### Work order
The answer must consist of each line of the records below that contains the string "Deserialize".

[Stored items from a collection]
|---|

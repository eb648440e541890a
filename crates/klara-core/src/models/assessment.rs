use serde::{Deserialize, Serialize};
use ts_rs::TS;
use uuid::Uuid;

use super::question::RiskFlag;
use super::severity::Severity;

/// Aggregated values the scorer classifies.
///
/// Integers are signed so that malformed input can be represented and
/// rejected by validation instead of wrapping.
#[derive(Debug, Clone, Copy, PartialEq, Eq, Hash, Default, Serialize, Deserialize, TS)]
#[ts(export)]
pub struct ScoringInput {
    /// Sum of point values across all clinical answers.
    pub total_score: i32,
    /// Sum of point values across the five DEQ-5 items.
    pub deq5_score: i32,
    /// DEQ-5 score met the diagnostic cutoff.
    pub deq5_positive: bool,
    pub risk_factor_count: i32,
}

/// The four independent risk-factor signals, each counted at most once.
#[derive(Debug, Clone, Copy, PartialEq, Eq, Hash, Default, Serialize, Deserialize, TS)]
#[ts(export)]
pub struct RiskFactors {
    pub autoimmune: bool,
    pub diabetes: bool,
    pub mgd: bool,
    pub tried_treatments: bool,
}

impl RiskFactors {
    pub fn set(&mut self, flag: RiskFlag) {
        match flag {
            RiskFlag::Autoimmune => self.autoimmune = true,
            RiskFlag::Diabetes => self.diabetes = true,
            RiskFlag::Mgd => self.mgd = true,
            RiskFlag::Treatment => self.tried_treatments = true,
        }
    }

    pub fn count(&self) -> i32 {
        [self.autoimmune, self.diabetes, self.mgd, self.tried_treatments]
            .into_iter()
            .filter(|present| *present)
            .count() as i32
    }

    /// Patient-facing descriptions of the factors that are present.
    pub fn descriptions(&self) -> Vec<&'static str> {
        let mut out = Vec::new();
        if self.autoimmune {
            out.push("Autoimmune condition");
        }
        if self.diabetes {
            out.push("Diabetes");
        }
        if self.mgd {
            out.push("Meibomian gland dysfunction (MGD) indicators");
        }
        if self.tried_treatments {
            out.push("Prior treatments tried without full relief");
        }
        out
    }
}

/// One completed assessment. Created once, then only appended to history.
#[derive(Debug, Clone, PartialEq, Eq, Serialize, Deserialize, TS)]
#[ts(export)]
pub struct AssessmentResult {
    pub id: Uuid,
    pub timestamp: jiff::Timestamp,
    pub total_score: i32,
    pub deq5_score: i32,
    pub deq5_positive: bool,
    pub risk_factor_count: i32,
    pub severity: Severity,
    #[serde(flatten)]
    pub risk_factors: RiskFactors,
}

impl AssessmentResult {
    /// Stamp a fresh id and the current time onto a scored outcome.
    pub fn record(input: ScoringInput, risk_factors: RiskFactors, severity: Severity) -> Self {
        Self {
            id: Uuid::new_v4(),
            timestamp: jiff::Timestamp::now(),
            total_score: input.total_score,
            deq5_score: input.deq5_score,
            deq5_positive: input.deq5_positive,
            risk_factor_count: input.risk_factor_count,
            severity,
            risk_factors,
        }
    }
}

|---|

### Answer for the task
use serde::{Deserialize, Serialize};
#[derive(Debug, Clone, Copy, PartialEq, Eq, Hash, Default, Serialize, Deserialize, TS)]
#[derive(Debug, Clone, Copy, PartialEq, Eq, Hash, Default, Serialize, Deserialize, TS)]
#[derive(Debug, Clone, PartialEq, Eq, Serialize, Deserialize, TS)]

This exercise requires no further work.